→ **RECORDS FOR THE TASK**
▶
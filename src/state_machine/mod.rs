// Unit and run state machines shared by the stream and data stages.

pub mod errors;
pub mod events;
pub mod states;
pub mod transitions;

pub use errors::{StateMachineError, StateMachineResult};
pub use events::UnitEvent;
pub use states::{DataUnitState, RunState, StreamState, WebhookState};
pub use transitions::{DataUnitStateMachine, StreamStateMachine};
◀
→ **TASK OBJECTIVE**
Keeping every word and mark as it is, print the entries above.

→ **ANSWER SPACE**
filename src/state_machine/mod.rs
// Unit and run state machines shared by the stream and data stages.

pub mod errors;
pub mod events;
pub mod states;
pub mod transitions;

pub use errors::{StateMachineError, StateMachineResult};
pub use events::UnitEvent;
pub use states::{DataUnitState, RunState, StreamState, WebhookState};
pub use transitions::{DataUnitStateMachine, StreamStateMachine};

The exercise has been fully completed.